Lessig isn’t the only named source disputing his portrayal in the article. Whitt, too, who calls the article “confused,” takes issue with a quote attributed to him:

“The Journal story also quoted me as characterizing President-elect Obama’s net neutrality policies as ‘much less specific than they were before.’ For what it’s worth, I don’t recall making such a comment, and it seems especially odd given that President-elect Obama’s supportive stance on network neutrality hasn’t changed at all.”

Those interested can read Obama’s still-posted stance on Net Neutrality at, where it says:

"Barack Obama strongly supports the principle of network neutrality to preserve the benefits of open competition on the Internet. Users must be free to access content, to use applications, and to attach personal devices. . . .Because most Americans only have a choice of only one or two broadband carriers, carriers are tempted to impose a toll charge on content and services, discriminating against websites that are unwilling to pay for equal treatment.

"This could create a two-tier Internet in which websites with the best relationships with network providers can get the fastest access to consumers, while all competing websites remain in a slower lane. . . .Barack Obama supports the basic principle that network providers should not be allowed to charge fees to privilege the content or applications of some web sites and Internet applications over others."

This strong language is the same as it has always been from the President-Elect, and if there is a new stance, the Journals needs to present evidence, not broad, questionable statements. In Obama’s explanation, though, we find the technical fine line Google is walking. Though open to anybody wishing to make caching arrangements with ISPs, the expense of doing so is prohibitive for most companies.


While Google gets a definite advantage by these arrangements, the ISPs are not actively (and fearfully, arbitrarily) deciding which companies can and cannot make the arrangements. This is one area that would remain market controlled (depending on how staunch one’s neutral net view is) by a content-provider’s ability to serve its own content, but the ISPs would remain “dumb pipes.” Caching arrangements mean Google can connect to those dumb pipes without special favor.

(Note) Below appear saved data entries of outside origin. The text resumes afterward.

#[cfg(all(test, trtrun_mock))]
mod tests {
    use super::*;
    use crate::logger::{LogHandler, Logger, Severity};
    use crate::runtime::Runtime;
    use std::sync::{Arc, Mutex};
    use trtrun_sys::mock::MockEngine;

    #[derive(Clone, Default)]
    struct Collect(Arc<Mutex<Vec<(Severity, String)>>>);

    impl LogHandler for Collect {
        fn log(&self, severity: Severity, message: &str) {
            self.0.lock().unwrap().push((severity, message.to_string()));
        }
    }

    const IMAGES: DevicePtr = DevicePtr::from_raw(0x10_0000);
    const LOGITS: DevicePtr = DevicePtr::from_raw(0x20_0000);

    fn engine_with(logger: &Logger) -> CudaEngine {
        let blob = MockEngine::new("classifier")
            .device_memory(4096)
            .profiles(2)
            .input("images", "float", &[-1, 3, 224, 224])
            .output("logits", "float", "images.0x1000")
            .profile("images", 0, &[1, 3, 224, 224], &[4, 3, 224, 224], &[8, 3, 224, 224])
            .profile("images", 1, &[16, 3, 224, 224], &[16, 3, 224, 224], &[32, 3, 224, 224])
            .build();
        Runtime::new(logger)
            .unwrap()
            .deserialize_cuda_engine(&blob)
            .unwrap()
    }

    fn engine() -> CudaEngine {
        engine_with(&Logger::tracing().unwrap())
    }

    #[test]
    fn test_state_progression() {
        let engine = engine();
        let mut ctx = engine.create_execution_context().unwrap();
        assert_eq!(ctx.state(), ContextState::Created);

        ctx.set_tensor_address("logits", LOGITS).unwrap();
        assert_eq!(ctx.state(), ContextState::ShapesPending);

        ctx.set_input_shape("images", &[2, 3, 224, 224]).unwrap();
        assert_eq!(ctx.state(), ContextState::ShapesSet);

        ctx.set_tensor_address("images", IMAGES).unwrap();
        assert_eq!(ctx.state(), ContextState::Ready);

        unsafe { ctx.enqueue_v3(CudaStream::DEFAULT).unwrap() };
        assert_eq!(ctx.state(), ContextState::Enqueued);

        ctx.set_input_shape("images", &[4, 3, 224, 224]).unwrap();
        assert_eq!(ctx.state(), ContextState::Ready);
        unsafe { ctx.enqueue_v3(CudaStream::DEFAULT).unwrap() };
        assert_eq!(ctx.state(), ContextState::Enqueued);
    }

    #[test]
    fn test_dynamic_shape_resolution() {
        let engine = engine();
        let mut ctx = engine.create_execution_context().unwrap();
        assert_eq!(ctx.tensor_shape("images").unwrap(), [-1, 3, 224, 224]);
        assert!(!ctx.all_input_dimensions_specified());
        assert!(!ctx.all_input_shapes_specified());

        ctx.set_input_shape("images", &[2, 3, 224, 224]).unwrap();
        assert_eq!(ctx.tensor_shape("images").unwrap(), [2, 3, 224, 224]);
        assert_eq!(ctx.tensor_shape("logits").unwrap(), [2, 1000]);
        assert_eq!(ctx.tensor_strides("images").unwrap(), [150528, 50176, 224, 1]);
        assert!(ctx.all_input_dimensions_specified());
        assert!(ctx.all_input_shapes_specified());
        assert_eq!(ctx.max_output_size("logits").unwrap(), 2 * 1000 * 4);
    }

    #[test]
    fn test_rejected_shape_keeps_previous_binding() {
        let handler = Collect::default();
        let logger = Logger::new(handler.clone()).unwrap();
        let engine = engine_with(&logger);
        let mut ctx = engine.create_execution_context().unwrap();
        ctx.set_input_shape("images", &[2, 3, 224, 224]).unwrap();

        let rejected: [&[i64]; 4] = [
            &[2, 3, 224],
            &[2, 4, 224, 224],
            &[-2, 3, 224, 224],
            &[9, 3, 224, 224],
        ];
        for bad in rejected {
            let err = ctx.set_input_shape("images", bad).unwrap_err();
            assert!(matches!(err, Error::Shape { ref name, .. } if name == "images"), "{err}");
            assert_eq!(ctx.tensor_shape("images").unwrap(), [2, 3, 224, 224]);
        }

        let errors = handler.0.lock().unwrap();
        assert!(errors
            .iter()
            .all(|(severity, msg)| *severity == Severity::Error && msg.contains("setInputShape")));
        assert_eq!(errors.len(), 4);
    }

    #[test]
    fn test_shape_on_output_is_wrong_mode() {
        let engine = engine();
        let mut ctx = engine.create_execution_context().unwrap();
        assert!(matches!(
            ctx.set_input_shape("logits", &[2, 1000]),
            Err(Error::WrongIoMode { expected: "input", .. })
        ));
        assert!(matches!(
            ctx.set_input_shape("nope", &[1]),
            Err(Error::UnknownTensor(_))
        ));
    }

    #[test]
    fn test_address_binding() {
        let engine = engine();
        let mut ctx = engine.create_execution_context().unwrap();
        assert!(ctx.get_tensor_address("images").unwrap().is_null());

        ctx.set_input_tensor_address("images", IMAGES).unwrap();
        assert_eq!(ctx.get_tensor_address("images").unwrap(), IMAGES);

        ctx.set_tensor_address("logits", LOGITS).unwrap();
        assert_eq!(ctx.get_output_tensor_address("logits").unwrap(), LOGITS);

        // rebinding overwrites
        ctx.set_tensor_address("logits", LOGITS.offset(0x100)).unwrap();
        assert_eq!(ctx.get_tensor_address("logits").unwrap(), LOGITS.offset(0x100));

        assert!(matches!(
            ctx.set_input_tensor_address("logits", LOGITS),
            Err(Error::WrongIoMode { expected: "input", .. })
        ));
        assert!(matches!(
            ctx.get_output_tensor_address("images"),
            Err(Error::WrongIoMode { expected: "output", .. })
        ));
    }

    #[test]
    fn test_invalid_addresses() {
        let engine = engine();
        let mut ctx = engine.create_execution_context().unwrap();
        assert!(matches!(
            ctx.set_tensor_address("images", DevicePtr::null()),
            Err(Error::InvalidAddress { address: 0, .. })
        ));
        assert!(matches!(
            ctx.set_tensor_address("images", DevicePtr::from_raw(0x1001)),
            Err(Error::InvalidAddress { address: 0x1001, .. })
        ));
        assert!(ctx.get_tensor_address("images").unwrap().is_null());
    }

    #[test]
    fn test_profile_switch_clears_shapes() {
        let engine = engine();
        let mut ctx = engine.create_execution_context().unwrap();
        ctx.set_input_shape("images", &[2, 3, 224, 224]).unwrap();

        // 2 is outside profile 1's range
        ctx.set_optimization_profile_async(1, CudaStream::DEFAULT).unwrap();
        assert_eq!(ctx.optimization_profile(), 1);
        assert!(!ctx.all_input_dimensions_specified());
        assert!(ctx.set_input_shape("images", &[2, 3, 224, 224]).is_err());
        ctx.set_input_shape("images", &[24, 3, 224, 224]).unwrap();

        assert!(matches!(
            ctx.set_optimization_profile_async(2, CudaStream::DEFAULT),
            Err(Error::ProfileOutOfRange { index: 2, count: 2 })
        ));
        assert_eq!(ctx.optimization_profile(), 1);
    }

    #[test]
    fn test_device_memory_protocol() {
        let engine = engine();
        let mut ctx = engine.create_execution_context_without_device_memory().unwrap();
        assert!(ctx.requires_device_memory());
        ctx.set_input_shape("images", &[1, 3, 224, 224]).unwrap();
        ctx.set_tensor_address("images", IMAGES).unwrap();
        ctx.set_tensor_address("logits", LOGITS).unwrap();
        assert_eq!(ctx.state(), ContextState::AddressesBound);

        assert!(matches!(
            unsafe { ctx.enqueue_v3(CudaStream::DEFAULT) },
            Err(Error::DeviceMemoryRequired)
        ));
        assert!(matches!(
            ctx.set_device_memory(DevicePtr::from_raw(0x9000), 1024),
            Err(Error::DeviceMemoryTooSmall { size: 1024, required: 4096 })
        ));
        assert!(matches!(
            ctx.set_device_memory(DevicePtr::null(), 4096),
            Err(Error::InvalidAddress { .. })
        ));

        ctx.set_device_memory(DevicePtr::from_raw(0x9000), 4096).unwrap();
        assert_eq!(ctx.device_memory(), Some((DevicePtr::from_raw(0x9000), 4096)));
        assert_eq!(ctx.state(), ContextState::Ready);
        unsafe { ctx.enqueue_v3(CudaStream::from_raw(0x42)).unwrap() };
    }

    #[test]
    fn test_device_memory_on_managed_context() {
        let engine = engine();
        let mut ctx = engine.create_execution_context().unwrap();
        assert!(matches!(
            ctx.set_device_memory(DevicePtr::from_raw(0x9000), 1 << 20),
            Err(Error::InvalidArgument(_))
        ));
    }

    #[test]
    fn test_enqueue_preconditions() {
        let engine = engine();
        let mut ctx = engine.create_execution_context().unwrap();
        assert!(matches!(
            unsafe { ctx.enqueue_v3(CudaStream::DEFAULT) },
            Err(Error::ShapesNotSpecified)
        ));

        ctx.set_input_shape("images", &[1, 3, 224, 224]).unwrap();
        ctx.set_tensor_address("images", IMAGES).unwrap();
        assert!(matches!(
            unsafe { ctx.enqueue_v3(CudaStream::DEFAULT) },
            Err(Error::AddressNotBound(name)) if name == "logits"
        ));
    }

    #[test]
    fn test_ancillary_controls() {
        let engine = engine();
        let mut ctx = engine.create_execution_context().unwrap();

        ctx.set_debug_sync(true);
        assert!(ctx.debug_sync());

        ctx.set_name("worker-0").unwrap();
        assert_eq!(ctx.name(), "worker-0");
        assert!(ctx.set_name("bad\0name").is_err());

        ctx.set_nvtx_verbosity(NvtxVerbosity::Detailed).unwrap();
        assert_eq!(ctx.nvtx_verbosity(), NvtxVerbosity::Detailed);

        assert!(ctx.enqueue_emits_profile());
        assert!(ctx.report_to_profiler().is_err());
        ctx.set_enqueue_emits_profile(false);
        assert!(ctx.report_to_profiler().is_ok());

        ctx.set_persistent_cache_limit(1 << 20);
        assert_eq!(ctx.persistent_cache_limit(), 1 << 20);

        // this engine runs no auxiliary work
        ctx.set_aux_streams(&[CudaStream::from_raw(0x10), CudaStream::from_raw(0x20)]);
        assert!(ctx.aux_streams().is_empty());

        ctx.set_input_consumed_event(CudaEvent::from_raw(0x77)).unwrap();
        assert_eq!(ctx.input_consumed_event(), CudaEvent::from_raw(0x77));
    }

    #[test]
    fn test_aux_streams_truncated_to_engine_count() {
        let blob = MockEngine::new("branches")
            .aux_streams(2)
            .input("x", "float", &[1, 16])
            .output("y", "float", "1x16")
            .build();
        let engine = Runtime::new(&Logger::tracing().unwrap())
            .unwrap()
            .deserialize_cuda_engine(&blob)
            .unwrap();
        let mut ctx = engine.create_execution_context().unwrap();
        assert!(ctx.aux_streams().is_empty());

        let streams = [0x10, 0x20, 0x30].map(CudaStream::from_raw);
        ctx.set_aux_streams(&streams);
        assert_eq!(ctx.aux_streams(), &streams[..2]);

        ctx.set_aux_streams(&streams[..1]);
        assert_eq!(ctx.aux_streams(), &streams[..1]);

        ctx.set_aux_streams(&[]);
        assert!(ctx.aux_streams().is_empty());
    }

    #[test]
    fn test_oversized_shapes_are_rejected_or_saturate() {
        let blob = MockEngine::new("unbounded")
            .input("input", "float", &[-1, 3])
            .output("out", "float", "1000x1000xinput.0x1000")
            .build();
        let engine = Runtime::new(&Logger::tracing().unwrap())
            .unwrap()
            .deserialize_cuda_engine(&blob)
            .unwrap();
        let mut ctx = engine.create_execution_context().unwrap();

        // element count overflows i64
        let err = ctx.set_input_shape("input", &[i64::MAX / 2, 3]).unwrap_err();
        assert!(matches!(err, Error::Shape { .. }), "{err}");
        assert!(!ctx.all_input_dimensions_specified());

        let batch = i64::MAX / 8;
        ctx.set_input_shape("input", &[batch, 3]).unwrap();
        assert_eq!(ctx.tensor_strides("input").unwrap(), [3, 1]);
        assert_eq!(ctx.tensor_shape("out").unwrap(), [1000, 1000, batch, 1000]);
        // strides past the overflowing axis are unknown
        assert_eq!(ctx.tensor_strides("out").unwrap(), [-1, -1, 1000, 1]);
        assert!(matches!(
            ctx.max_output_size("out"),
            Err(Error::InvalidArgument(_))
        ));
    }

    #[test]
    fn test_set_input_shapes_checks_names_first() {
        let blob = MockEngine::new("pair")
            .input("a", "float", &[-1, 8])
            .input("b", "float", &[-1, 8])
            .output("sum", "float", "a.0x8")
            .profile("a", 0, &[1, 8], &[2, 8], &[4, 8])
            .profile("b", 0, &[1, 8], &[2, 8], &[4, 8])
            .build();
        let engine = Runtime::new(&Logger::tracing().unwrap())
            .unwrap()
            .deserialize_cuda_engine(&blob)
            .unwrap();
        let mut ctx = engine.create_execution_context().unwrap();

        let err = ctx
            .set_input_shapes([("a", vec![2i64, 8]), ("missing", vec![2i64, 8])])
            .unwrap_err();
        assert!(matches!(err, Error::UnknownTensor(_)));
        assert_eq!(ctx.tensor_shape("a").unwrap(), [-1, 8]);
        assert_eq!(ctx.state(), ContextState::Created);

        assert!(matches!(
            ctx.set_input_shapes([("sum", [2i64, 8])]),
            Err(Error::WrongIoMode { expected: "input", .. })
        ));

        // out of profile range: a is bound, b is not
        let err = ctx
            .set_input_shapes([("a", [3i64, 8]), ("b", [9i64, 8])])
            .unwrap_err();
        assert!(matches!(err, Error::Shape { ref name, .. } if name == "b"));
        assert_eq!(ctx.tensor_shape("a").unwrap(), [3, 8]);
        assert_eq!(ctx.tensor_shape("b").unwrap(), [-1, 8]);
    }

    #[test]
    fn test_context_is_send() {
        fn assert_send<T: Send>() {}
        assert_send::<ExecutionContext<'static>>();
    }
}
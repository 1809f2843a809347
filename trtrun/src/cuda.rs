//! Opaque CUDA handles passed through to the runtime
//!
//! Device memory, streams and events are owned by the caller's CUDA layer.
//! These wrappers only carry the raw values across the FFI boundary and are
//! never dereferenced on the host.

use std::fmt;

macro_rules! opaque_handle {
    ($(#[$meta:meta])* $name:ident) => {
        $(#[$meta])*
        #[derive(Clone, Copy, PartialEq, Eq, Hash, Default)]
        #[repr(transparent)]
        pub struct $name(usize);

        impl $name {
            /// Wrap a raw value obtained from the CUDA runtime
            pub const fn from_raw(raw: usize) -> Self {
                $name(raw)
            }

            /// The null handle
            pub const fn null() -> Self {
                $name(0)
            }

            /// Raw value to hand back to the CUDA runtime
            pub const fn as_raw(self) -> usize {
                self.0
            }

            pub const fn is_null(self) -> bool {
                self.0 == 0
            }
        }

        impl fmt::Debug for $name {
            fn fmt(&self, f: &mut fmt::Formatter<'_>) -> fmt::Result {
                write!(f, concat!(stringify!($name), "({:#x})"), self.0)
            }
        }
    };
}

opaque_handle!(
    /// Address in device memory
    DevicePtr
);

opaque_handle!(
    /// `cudaStream_t` handle
    CudaStream
);

opaque_handle!(
    /// `cudaEvent_t` handle
    CudaEvent
);

impl DevicePtr {
    /// Pointer `bytes` past this one
    pub fn offset(self, bytes: usize) -> Self {
        DevicePtr(self.0.wrapping_add(bytes))
    }
}

impl<T> From<*mut T> for DevicePtr {
    fn from(ptr: *mut T) -> Self {
        DevicePtr(ptr as usize)
    }
}

impl<T> From<*const T> for DevicePtr {
    fn from(ptr: *const T) -> Self {
        DevicePtr(ptr as usize)
    }
}

impl CudaStream {
    /// The legacy default stream
    pub const DEFAULT: CudaStream = CudaStream(0);
}

#[cfg(test)]
mod tests {
    use super::*;

    #[test]
    fn test_handles_are_transparent() {
        assert_eq!(std::mem::size_of::<DevicePtr>(), std::mem::size_of::<usize>());
        assert_eq!(DevicePtr::from_raw(0x1000).as_raw(), 0x1000);
        assert!(CudaEvent::null().is_null());
        assert!(CudaStream::DEFAULT.is_null());
    }

    #[test]
    fn test_offset_and_debug() {
        let base = DevicePtr::from_raw(0x1000);
        assert_eq!(base.offset(0x20), DevicePtr::from_raw(0x1020));
        assert_eq!(format!("{:?}", base), "DevicePtr(0x1000)");
    }
}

The Journal appears to have jumped on this fine line to create the impression net neutrality supporters are either hypocritical or reversing course, and it has done so with some pretty cheap journalism tactics. Kumar and Rhoads don’t offer access to the documents (in this transparent century, that’s often necessary), they quote anonymous sources “familiar” with what’s happening and named sources who dispute what was said. Quoting “sources familiar” isn’t too far off in Journalism World from the “some have questioned” justification for an editorialized point.

Much of the complaints about Net Neutrality have originated over the increased delivery of video—also the reason Google seeks to establish caching servers—and the myth that bandwidth is becoming scarce. This brings us back to another choice quote from Isenberg:

“…the screaming about Internet video is loudest from the companies most vested in the old video entertainment model.”

"With the strong support of President-elect Barack Obama and the new Congress, this is the moment when Net Neutrality has its greatest appeal, clearest need and best chance of becoming law,” said Josh Silver, executive director of Free Press.